┌──

// Line diff and hunk grouping.
//
// Myers' O(ND) algorithm over lines in its linear-space form: trim the
// common prefix and suffix, split at the middle snake, recurse. Edits are
// grouped into hunks with `context` lines around each change; changes closer
// than 2 * context share a hunk.

use super::model::{FilePatch, Hunk, HunkLine};
use super::split_lines;

/// One step of an edit script, indices into the old/new line arrays.
#[derive(Debug, Clone, Copy, PartialEq, Eq)]
pub enum Edit {
    Keep { old: usize, new: usize },
    Delete { old: usize },
    Insert { new: usize },
}

/// Shortest edit script turning `a` into `b`.
pub fn diff_lines<T: PartialEq>(a: &[T], b: &[T]) -> Vec<Edit> {
    let mut edits = Vec::with_capacity(a.len().max(b.len()));
    conquer(a, 0, b, 0, &mut edits);
    edits
}

/// Diff `a` against `b`, whose first lines sit at `a_at` / `b_at` in the
/// full inputs, appending to `out`.
fn conquer<T: PartialEq>(a: &[T], a_at: usize, b: &[T], b_at: usize, out: &mut Vec<Edit>) {
    let prefix = a.iter().zip(b).take_while(|(x, y)| x == y).count();
    out.extend((0..prefix).map(|i| Edit::Keep {
        old: a_at + i,
        new: b_at + i,
    }));
    let (a, b) = (&a[prefix..], &b[prefix..]);
    let (a_at, b_at) = (a_at + prefix, b_at + prefix);

    let suffix = a
        .iter()
        .rev()
        .zip(b.iter().rev())
        .take_while(|(x, y)| x == y)
        .count();
    let (a, b) = (&a[..a.len() - suffix], &b[..b.len() - suffix]);

    if a.is_empty() || b.is_empty() {
        out.extend((0..a.len()).map(|i| Edit::Delete { old: a_at + i }));
        out.extend((0..b.len()).map(|j| Edit::Insert { new: b_at + j }));
    } else if let Some((x, y)) = middle_snake(a, b) {
        conquer(&a[..x], a_at, &b[..y], b_at, out);
        conquer(&a[x..], a_at + x, &b[y..], b_at + y, out);
    } else {
        out.extend((0..a.len()).map(|i| Edit::Delete { old: a_at + i }));
        out.extend((0..b.len()).map(|j| Edit::Insert { new: b_at + j }));
    }

    out.extend((0..suffix).map(|i| Edit::Keep {
        old: a_at + a.len() + i,
        new: b_at + b.len() + i,
    }));
}

/// Split point of an optimal path through `a` x `b`, found by running
/// Myers' greedy search from both corners until the paths overlap.
///
/// Only two diagonal vectors are kept, so memory is linear in the input.
/// Inputs must share no common prefix or suffix, which makes the split
/// point strictly inside the grid.
fn middle_snake<T: PartialEq>(a: &[T], b: &[T]) -> Option<(usize, usize)> {
    let (n, m) = (a.len() as isize, b.len() as isize);
    let delta = n - m;
    let odd = delta & 1 == 1;
    let d_max = (n + m + 1) / 2;
    let offset = d_max + 1;
    let mut vf = vec![0isize; (2 * offset + 1) as usize];
    let mut vb = vec![0isize; (2 * offset + 1) as usize];

    for d in 0..=d_max {
        let mut k = -d;
        while k <= d {
            let i = (k + offset) as usize;
            let mut x = if k == -d || (k != d && vf[i - 1] < vf[i + 1]) {
                vf[i + 1]
            } else {
                vf[i - 1] + 1
            };
            let mut y = x - k;
            let (x0, y0) = (x, y);
            while x < n && y < m && a[x as usize] == b[y as usize] {
                x += 1;
                y += 1;
            }
            vf[i] = x;
            let kb = delta - k;
            let inside = x0 <= n && y0 <= m;
            if odd && inside && kb.abs() < d && x + vb[(kb + offset) as usize] >= n {
                return Some((x0 as usize, y0 as usize));
            }
            k += 2;
        }

        // Same search over the reversed inputs.
        let mut k = -d;
        while k <= d {
            let i = (k + offset) as usize;
            let mut x = if k == -d || (k != d && vb[i - 1] < vb[i + 1]) {
                vb[i + 1]
            } else {
                vb[i - 1] + 1
            };
            let mut y = x - k;
            while x < n && y < m && a[(n - 1 - x) as usize] == b[(m - 1 - y) as usize] {
                x += 1;
                y += 1;
            }
            vb[i] = x;
            let kf = delta - k;
            let inside = x <= n && y <= m;
            if !odd && inside && kf.abs() <= d && x + vf[(kf + offset) as usize] >= n {
                return Some(((n - x) as usize, (m - y) as usize));
            }
            k += 2;
        }
    }
    None
}

/// Group an edit script into unified diff hunks.
pub fn make_hunks(old: &[String], new: &[String], edits: &[Edit], context: usize) -> Vec<Hunk> {
    // Old/new line positions before each edit.
    let mut positions = Vec::with_capacity(edits.len() + 1);
    let (mut o, mut n) = (0usize, 0usize);
    for e in edits {
        positions.push((o, n));
        match e {
            Edit::Keep { .. } => {
                o += 1;
                n += 1;
            }
            Edit::Delete { .. } => o += 1,
            Edit::Insert { .. } => n += 1,
        }
    }
    positions.push((o, n));

    let changes: Vec<usize> = edits
        .iter()
        .enumerate()
        .filter(|(_, e)| !matches!(e, Edit::Keep { .. }))
        .map(|(i, _)| i)
        .collect();

    let mut hunks = Vec::new();
    let mut i = 0;
    while i < changes.len() {
        let first = changes[i];
        let mut last = first;
        let mut j = i + 1;
        while j < changes.len() && changes[j] - last - 1 <= 2 * context {
            last = changes[j];
            j += 1;
        }
        let start = first.saturating_sub(context);
        let end = (last + 1 + context).min(edits.len());

        let lines: Vec<HunkLine> = edits[start..end]
            .iter()
            .map(|e| match *e {
                Edit::Keep { old: oi, .. } => HunkLine::Context(old[oi].clone()),
                Edit::Delete { old: oi } => HunkLine::Remove(old[oi].clone()),
                Edit::Insert { new: ni } => HunkLine::Add(new[ni].clone()),
            })
            .collect();
        let (o0, n0) = positions[start];
        let (o1, n1) = positions[end];
        let (old_count, new_count) = (o1 - o0, n1 - n0);
        hunks.push(Hunk {
            old_start: if old_count == 0 { o0 } else { o0 + 1 },
            old_count,
            new_start: if new_count == 0 { n0 } else { n0 + 1 },
            new_count,
            lines,
        });
        i = j;
    }
    hunks
}

/// Diff two texts. `None` when they have the same lines.
///
/// Line endings are normalised first, and a missing final newline is not a
/// difference.
pub fn diff_texts(
    old_label: &str,
    new_label: &str,
    old: &str,
    new: &str,
    context: usize,
) -> Option<FilePatch> {
    let (old_lines, _) = split_lines(old);
    let (new_lines, _) = split_lines(new);
    let edits = diff_lines(&old_lines, &new_lines);
    let hunks = make_hunks(&old_lines, &new_lines, &edits, context);
    if hunks.is_empty() {
        return None;
    }
    Some(FilePatch {
        old_label: old_label.to_owned(),
        new_label: new_label.to_owned(),
        hunks,
    })
}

└──

(Exercise directions) Looking at the material above, count the lines that carry the word "Some" and answer with the count alone.

(Reply) 4